When checking the entries below, count every line with the word "pipeline", then give only that number.

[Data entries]
-*-

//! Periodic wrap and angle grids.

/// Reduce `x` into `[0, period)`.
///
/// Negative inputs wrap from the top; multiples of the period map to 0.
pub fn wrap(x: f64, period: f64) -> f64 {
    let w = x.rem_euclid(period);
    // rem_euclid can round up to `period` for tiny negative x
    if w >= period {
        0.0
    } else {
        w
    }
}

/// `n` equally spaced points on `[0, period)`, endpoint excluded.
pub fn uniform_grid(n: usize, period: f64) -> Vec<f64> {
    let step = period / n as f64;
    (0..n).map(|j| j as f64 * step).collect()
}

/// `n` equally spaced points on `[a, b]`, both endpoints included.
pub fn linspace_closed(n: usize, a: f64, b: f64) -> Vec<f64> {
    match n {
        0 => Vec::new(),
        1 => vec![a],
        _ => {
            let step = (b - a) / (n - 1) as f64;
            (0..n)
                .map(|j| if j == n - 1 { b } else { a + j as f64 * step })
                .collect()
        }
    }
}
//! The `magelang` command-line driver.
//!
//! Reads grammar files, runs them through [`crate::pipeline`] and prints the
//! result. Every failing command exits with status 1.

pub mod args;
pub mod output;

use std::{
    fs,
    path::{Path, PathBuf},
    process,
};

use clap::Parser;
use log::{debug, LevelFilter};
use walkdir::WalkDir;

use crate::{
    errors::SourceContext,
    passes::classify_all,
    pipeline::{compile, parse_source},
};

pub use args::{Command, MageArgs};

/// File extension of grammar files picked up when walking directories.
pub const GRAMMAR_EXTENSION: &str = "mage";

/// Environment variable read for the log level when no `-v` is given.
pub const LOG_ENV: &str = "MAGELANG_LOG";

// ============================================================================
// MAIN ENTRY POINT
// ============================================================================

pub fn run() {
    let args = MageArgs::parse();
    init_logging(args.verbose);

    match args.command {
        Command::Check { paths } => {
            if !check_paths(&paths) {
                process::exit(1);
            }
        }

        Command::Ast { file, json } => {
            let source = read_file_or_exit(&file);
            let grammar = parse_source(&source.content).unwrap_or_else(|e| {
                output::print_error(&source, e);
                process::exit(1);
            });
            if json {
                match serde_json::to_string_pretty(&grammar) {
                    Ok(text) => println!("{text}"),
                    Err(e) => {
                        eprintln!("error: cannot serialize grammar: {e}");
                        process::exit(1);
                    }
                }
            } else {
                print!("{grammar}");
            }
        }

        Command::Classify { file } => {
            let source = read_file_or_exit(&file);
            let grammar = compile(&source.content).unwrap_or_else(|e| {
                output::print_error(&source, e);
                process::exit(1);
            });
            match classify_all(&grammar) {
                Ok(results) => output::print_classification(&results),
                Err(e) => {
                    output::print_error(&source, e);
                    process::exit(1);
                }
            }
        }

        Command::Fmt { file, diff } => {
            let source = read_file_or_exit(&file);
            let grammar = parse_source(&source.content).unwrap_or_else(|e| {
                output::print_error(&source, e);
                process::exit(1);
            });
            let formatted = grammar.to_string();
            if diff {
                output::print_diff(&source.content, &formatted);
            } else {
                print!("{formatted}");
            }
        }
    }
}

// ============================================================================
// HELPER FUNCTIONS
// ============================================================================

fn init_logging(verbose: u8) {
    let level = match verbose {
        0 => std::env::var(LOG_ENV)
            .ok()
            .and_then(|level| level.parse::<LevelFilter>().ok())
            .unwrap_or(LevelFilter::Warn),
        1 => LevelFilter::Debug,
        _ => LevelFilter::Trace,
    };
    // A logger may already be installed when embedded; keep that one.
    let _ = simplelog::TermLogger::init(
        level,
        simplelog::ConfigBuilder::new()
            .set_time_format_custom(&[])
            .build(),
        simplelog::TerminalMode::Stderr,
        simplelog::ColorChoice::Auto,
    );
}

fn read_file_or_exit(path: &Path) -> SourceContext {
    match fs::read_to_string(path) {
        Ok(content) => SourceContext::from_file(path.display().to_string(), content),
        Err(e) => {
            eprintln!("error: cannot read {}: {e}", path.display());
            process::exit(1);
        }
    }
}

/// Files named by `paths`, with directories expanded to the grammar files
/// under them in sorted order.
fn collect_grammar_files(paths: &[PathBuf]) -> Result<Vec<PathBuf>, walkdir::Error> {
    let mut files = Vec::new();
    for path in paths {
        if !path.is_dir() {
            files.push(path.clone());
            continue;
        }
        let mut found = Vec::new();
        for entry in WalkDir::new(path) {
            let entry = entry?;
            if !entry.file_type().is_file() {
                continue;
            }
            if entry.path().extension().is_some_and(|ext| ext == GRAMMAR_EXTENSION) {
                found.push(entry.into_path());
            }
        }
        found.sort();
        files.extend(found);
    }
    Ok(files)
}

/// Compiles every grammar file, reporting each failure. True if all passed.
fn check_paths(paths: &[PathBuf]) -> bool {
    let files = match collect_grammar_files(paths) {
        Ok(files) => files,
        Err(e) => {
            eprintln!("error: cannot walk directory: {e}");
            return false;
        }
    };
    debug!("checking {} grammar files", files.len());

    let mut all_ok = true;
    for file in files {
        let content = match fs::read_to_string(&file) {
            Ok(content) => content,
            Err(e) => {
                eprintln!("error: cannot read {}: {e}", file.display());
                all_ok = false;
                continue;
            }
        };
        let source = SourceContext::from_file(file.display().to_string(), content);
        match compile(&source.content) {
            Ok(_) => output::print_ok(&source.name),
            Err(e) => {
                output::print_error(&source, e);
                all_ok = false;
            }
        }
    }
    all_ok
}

-*-

* [SOLUTION FOR THIS EXERCISE] 2